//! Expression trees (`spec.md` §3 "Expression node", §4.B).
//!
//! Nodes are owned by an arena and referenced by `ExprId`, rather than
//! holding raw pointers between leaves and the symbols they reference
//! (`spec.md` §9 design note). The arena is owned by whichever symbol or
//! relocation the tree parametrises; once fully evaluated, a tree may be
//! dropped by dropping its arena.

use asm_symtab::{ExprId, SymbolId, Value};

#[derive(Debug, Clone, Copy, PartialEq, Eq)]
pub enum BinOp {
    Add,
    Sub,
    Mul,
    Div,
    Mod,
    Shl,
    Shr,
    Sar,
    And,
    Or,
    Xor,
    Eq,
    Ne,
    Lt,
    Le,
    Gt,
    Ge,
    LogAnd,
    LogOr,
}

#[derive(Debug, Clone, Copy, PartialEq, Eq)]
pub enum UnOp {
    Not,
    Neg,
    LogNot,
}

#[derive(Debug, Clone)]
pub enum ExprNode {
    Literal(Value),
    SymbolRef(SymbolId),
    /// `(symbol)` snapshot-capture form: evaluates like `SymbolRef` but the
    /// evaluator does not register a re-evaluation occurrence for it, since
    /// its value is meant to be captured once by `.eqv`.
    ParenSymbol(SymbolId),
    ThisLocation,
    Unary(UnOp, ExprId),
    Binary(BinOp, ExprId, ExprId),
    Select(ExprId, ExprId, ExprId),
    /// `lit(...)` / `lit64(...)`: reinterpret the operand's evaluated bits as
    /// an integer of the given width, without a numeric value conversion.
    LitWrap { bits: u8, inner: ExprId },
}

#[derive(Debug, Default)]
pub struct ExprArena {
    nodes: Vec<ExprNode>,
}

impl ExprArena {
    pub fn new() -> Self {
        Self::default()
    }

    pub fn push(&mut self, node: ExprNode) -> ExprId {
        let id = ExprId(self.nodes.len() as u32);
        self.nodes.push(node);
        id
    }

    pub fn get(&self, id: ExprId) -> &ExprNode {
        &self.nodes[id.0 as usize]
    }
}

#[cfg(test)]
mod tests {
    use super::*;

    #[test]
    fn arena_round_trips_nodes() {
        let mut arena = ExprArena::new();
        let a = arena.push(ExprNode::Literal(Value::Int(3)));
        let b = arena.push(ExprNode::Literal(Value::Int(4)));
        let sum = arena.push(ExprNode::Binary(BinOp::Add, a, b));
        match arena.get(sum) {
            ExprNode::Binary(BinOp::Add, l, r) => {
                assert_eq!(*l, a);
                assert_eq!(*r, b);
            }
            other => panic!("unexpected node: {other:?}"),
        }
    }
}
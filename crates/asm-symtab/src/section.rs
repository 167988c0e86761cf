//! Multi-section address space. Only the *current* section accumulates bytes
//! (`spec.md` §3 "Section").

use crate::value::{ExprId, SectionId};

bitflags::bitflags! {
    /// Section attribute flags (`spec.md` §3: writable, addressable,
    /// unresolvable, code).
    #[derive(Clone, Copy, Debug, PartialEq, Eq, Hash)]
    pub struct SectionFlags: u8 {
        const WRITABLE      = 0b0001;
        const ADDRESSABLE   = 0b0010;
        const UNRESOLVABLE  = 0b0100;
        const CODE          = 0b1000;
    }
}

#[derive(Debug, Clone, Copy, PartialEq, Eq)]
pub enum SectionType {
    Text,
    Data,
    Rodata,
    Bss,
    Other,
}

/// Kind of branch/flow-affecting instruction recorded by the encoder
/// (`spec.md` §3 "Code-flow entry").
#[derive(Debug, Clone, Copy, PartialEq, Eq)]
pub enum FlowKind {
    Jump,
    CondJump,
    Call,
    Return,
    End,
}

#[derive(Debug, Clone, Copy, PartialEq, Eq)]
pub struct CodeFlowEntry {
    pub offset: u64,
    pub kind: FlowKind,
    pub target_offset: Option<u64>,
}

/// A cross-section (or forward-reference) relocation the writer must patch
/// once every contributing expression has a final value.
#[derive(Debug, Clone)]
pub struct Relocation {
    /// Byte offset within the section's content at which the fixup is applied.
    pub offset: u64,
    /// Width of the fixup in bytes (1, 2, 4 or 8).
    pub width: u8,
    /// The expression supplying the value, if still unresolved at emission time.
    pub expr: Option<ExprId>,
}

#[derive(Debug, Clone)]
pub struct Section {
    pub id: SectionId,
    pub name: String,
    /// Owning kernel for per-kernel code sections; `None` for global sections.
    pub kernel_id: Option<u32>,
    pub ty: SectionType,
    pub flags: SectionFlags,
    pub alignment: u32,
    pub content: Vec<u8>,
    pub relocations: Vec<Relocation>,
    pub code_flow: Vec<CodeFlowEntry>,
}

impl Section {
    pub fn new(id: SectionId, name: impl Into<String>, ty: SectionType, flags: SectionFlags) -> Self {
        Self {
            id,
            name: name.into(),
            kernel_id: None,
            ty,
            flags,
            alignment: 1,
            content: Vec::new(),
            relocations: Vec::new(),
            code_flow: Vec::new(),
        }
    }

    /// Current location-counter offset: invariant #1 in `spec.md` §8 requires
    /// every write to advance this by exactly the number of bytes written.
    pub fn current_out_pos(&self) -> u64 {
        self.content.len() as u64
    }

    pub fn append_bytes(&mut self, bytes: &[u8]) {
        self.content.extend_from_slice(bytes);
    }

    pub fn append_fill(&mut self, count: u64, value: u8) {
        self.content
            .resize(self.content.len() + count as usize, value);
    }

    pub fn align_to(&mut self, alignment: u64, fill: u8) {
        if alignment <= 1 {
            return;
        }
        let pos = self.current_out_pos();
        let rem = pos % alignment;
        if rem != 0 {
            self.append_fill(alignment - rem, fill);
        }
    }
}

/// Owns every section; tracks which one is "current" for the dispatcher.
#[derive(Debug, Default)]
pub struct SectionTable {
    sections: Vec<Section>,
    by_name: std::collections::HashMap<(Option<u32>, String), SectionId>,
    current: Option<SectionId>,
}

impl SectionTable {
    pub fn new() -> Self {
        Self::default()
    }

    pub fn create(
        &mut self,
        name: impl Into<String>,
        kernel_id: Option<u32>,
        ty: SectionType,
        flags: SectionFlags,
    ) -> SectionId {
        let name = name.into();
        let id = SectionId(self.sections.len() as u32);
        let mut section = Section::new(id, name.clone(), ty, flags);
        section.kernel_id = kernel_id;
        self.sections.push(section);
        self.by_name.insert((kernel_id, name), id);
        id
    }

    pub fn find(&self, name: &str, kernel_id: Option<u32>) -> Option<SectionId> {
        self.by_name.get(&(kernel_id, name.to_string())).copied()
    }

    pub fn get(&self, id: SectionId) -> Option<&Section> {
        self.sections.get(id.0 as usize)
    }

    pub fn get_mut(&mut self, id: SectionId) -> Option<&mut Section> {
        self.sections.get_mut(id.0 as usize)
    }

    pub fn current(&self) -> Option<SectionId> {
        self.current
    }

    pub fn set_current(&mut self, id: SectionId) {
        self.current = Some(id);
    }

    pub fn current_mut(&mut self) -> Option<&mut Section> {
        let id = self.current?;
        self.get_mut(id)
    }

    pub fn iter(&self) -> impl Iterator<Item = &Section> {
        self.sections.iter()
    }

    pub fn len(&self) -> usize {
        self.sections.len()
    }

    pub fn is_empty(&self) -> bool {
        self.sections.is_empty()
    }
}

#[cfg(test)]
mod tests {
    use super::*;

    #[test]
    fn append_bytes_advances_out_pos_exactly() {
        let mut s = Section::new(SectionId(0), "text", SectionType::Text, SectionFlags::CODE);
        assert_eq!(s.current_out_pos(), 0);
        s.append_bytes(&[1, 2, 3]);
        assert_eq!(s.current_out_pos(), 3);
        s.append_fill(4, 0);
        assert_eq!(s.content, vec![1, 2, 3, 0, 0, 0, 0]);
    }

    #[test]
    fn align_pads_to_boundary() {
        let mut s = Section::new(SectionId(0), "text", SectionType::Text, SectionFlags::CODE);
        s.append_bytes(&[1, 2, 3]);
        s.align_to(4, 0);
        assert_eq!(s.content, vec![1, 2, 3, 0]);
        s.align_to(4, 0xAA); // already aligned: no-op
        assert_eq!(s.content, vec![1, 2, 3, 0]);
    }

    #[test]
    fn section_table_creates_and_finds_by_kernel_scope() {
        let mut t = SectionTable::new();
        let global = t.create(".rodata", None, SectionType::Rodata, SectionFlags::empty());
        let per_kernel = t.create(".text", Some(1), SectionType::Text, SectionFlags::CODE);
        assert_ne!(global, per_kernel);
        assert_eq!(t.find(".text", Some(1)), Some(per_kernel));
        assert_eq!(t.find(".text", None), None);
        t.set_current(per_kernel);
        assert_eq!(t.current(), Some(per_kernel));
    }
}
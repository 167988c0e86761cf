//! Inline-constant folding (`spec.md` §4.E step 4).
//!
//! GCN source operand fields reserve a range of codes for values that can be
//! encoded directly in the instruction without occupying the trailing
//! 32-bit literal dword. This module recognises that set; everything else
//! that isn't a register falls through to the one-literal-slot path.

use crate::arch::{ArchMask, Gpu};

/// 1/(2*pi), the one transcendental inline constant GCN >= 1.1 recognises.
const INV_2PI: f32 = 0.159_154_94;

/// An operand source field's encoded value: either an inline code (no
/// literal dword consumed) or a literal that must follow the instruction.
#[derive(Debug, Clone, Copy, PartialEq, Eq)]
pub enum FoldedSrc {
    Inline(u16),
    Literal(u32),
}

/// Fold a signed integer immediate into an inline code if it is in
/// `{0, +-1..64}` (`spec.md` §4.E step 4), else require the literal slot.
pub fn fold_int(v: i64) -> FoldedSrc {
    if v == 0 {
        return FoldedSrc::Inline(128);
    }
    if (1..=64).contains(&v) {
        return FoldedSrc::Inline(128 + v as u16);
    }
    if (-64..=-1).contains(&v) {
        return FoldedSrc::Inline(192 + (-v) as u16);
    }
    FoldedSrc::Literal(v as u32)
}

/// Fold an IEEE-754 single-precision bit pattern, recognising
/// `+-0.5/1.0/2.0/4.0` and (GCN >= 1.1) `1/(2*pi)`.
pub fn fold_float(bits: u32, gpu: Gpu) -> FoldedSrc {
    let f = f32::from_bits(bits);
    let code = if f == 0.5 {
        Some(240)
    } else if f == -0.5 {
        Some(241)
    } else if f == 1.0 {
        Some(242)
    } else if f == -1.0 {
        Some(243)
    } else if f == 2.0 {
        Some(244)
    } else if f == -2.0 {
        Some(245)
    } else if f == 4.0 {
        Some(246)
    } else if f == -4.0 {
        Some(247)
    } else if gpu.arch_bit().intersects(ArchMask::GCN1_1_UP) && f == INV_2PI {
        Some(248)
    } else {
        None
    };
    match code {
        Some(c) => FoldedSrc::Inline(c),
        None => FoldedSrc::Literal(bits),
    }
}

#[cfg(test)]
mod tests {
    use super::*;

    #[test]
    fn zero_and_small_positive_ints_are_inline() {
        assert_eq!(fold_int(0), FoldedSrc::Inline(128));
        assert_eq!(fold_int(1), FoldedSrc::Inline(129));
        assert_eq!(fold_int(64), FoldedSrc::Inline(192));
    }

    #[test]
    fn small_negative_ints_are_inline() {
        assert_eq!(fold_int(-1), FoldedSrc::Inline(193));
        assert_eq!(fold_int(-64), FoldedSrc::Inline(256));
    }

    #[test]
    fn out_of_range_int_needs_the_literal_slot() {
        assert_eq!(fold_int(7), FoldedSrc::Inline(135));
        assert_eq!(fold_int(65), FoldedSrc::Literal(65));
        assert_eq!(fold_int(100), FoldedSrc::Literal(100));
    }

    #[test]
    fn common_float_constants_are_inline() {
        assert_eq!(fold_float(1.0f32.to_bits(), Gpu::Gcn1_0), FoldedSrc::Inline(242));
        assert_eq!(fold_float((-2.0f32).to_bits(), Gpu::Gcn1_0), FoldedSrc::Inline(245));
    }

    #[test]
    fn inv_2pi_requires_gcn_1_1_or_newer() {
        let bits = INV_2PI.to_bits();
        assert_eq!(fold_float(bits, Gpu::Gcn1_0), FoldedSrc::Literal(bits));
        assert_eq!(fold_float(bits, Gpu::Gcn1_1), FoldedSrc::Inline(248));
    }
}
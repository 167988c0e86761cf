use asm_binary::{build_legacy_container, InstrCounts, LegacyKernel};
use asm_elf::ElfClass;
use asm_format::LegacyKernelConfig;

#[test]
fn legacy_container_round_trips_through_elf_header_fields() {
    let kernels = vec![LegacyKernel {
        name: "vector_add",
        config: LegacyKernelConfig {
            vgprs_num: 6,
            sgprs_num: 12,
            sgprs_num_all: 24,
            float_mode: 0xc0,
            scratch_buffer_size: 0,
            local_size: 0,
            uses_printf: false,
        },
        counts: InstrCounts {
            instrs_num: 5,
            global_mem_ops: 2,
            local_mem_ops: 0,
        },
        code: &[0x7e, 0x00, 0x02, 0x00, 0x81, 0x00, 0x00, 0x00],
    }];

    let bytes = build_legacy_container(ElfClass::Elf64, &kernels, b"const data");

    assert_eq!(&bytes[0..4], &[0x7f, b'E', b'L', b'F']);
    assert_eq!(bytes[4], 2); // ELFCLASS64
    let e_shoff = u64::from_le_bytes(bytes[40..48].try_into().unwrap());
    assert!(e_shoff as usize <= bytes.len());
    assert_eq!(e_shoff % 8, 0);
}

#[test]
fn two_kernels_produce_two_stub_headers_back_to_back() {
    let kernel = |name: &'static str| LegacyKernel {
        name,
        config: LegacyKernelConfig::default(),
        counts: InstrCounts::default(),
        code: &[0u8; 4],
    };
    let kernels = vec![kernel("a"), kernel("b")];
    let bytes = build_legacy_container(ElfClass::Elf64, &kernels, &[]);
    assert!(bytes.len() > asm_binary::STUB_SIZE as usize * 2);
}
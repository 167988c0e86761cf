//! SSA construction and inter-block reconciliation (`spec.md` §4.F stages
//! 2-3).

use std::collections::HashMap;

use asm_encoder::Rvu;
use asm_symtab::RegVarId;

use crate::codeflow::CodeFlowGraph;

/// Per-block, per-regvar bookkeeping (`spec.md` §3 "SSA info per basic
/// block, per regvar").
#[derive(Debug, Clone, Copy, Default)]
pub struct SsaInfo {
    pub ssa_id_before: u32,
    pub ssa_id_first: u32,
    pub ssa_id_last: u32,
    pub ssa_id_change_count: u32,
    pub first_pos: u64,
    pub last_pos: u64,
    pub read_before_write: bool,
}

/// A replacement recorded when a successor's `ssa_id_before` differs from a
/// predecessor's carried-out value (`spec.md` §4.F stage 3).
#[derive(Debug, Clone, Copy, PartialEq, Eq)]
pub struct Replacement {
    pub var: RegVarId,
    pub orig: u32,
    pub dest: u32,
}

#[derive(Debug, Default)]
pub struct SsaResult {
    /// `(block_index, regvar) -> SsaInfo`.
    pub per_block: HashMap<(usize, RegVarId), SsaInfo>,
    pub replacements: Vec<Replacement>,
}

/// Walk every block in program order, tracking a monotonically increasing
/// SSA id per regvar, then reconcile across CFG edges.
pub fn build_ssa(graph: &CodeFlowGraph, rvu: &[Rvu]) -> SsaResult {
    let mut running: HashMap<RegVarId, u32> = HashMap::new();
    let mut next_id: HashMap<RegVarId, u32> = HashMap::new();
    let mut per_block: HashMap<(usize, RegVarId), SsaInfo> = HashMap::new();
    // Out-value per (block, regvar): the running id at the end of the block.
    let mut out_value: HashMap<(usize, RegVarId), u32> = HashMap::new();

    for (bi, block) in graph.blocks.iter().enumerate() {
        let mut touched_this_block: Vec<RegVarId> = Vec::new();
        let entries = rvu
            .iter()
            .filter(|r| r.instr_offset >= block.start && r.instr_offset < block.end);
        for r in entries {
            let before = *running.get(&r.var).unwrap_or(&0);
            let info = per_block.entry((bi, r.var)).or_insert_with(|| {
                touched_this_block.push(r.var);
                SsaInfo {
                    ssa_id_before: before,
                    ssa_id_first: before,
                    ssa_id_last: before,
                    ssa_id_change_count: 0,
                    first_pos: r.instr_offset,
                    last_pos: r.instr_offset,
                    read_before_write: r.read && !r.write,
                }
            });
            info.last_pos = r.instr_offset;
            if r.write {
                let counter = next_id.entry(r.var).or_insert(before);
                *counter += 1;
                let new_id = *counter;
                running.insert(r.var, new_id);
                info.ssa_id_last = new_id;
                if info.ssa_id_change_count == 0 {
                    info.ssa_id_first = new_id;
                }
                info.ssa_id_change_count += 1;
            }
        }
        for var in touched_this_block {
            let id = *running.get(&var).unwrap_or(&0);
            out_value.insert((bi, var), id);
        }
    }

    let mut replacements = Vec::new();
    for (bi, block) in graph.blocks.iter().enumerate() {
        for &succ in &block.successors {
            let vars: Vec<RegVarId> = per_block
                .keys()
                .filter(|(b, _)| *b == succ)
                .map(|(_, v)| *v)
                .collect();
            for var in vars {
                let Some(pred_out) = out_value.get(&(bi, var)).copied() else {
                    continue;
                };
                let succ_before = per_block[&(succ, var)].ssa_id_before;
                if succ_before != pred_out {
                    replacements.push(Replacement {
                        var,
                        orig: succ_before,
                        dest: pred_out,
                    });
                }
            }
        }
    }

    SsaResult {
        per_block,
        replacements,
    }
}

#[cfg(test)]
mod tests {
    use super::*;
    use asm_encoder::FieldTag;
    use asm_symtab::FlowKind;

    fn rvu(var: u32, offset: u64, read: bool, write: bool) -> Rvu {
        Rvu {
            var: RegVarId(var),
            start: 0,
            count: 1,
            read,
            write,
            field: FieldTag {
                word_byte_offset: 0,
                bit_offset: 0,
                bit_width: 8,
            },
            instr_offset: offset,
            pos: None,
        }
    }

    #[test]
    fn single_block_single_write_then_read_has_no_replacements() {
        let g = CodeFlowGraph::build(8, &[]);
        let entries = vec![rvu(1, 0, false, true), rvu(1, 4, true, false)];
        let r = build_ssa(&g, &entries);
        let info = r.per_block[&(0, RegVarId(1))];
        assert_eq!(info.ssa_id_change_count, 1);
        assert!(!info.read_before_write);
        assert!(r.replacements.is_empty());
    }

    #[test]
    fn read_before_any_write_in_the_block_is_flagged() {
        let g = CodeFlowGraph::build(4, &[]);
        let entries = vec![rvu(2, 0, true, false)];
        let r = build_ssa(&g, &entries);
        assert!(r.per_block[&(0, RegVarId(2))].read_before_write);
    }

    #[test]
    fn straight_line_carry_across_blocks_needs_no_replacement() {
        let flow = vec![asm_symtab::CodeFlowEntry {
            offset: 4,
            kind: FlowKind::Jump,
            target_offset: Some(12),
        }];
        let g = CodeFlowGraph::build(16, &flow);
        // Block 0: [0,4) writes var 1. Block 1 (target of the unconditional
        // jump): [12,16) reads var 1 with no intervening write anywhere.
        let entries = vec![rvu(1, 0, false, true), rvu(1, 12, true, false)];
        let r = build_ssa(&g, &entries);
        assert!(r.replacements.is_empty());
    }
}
════════════════
• EXERCISE: Work through the material above and count the lines that contain the word "true". Only the number is to be given.

• RESPONSE TO THIS TASK: 3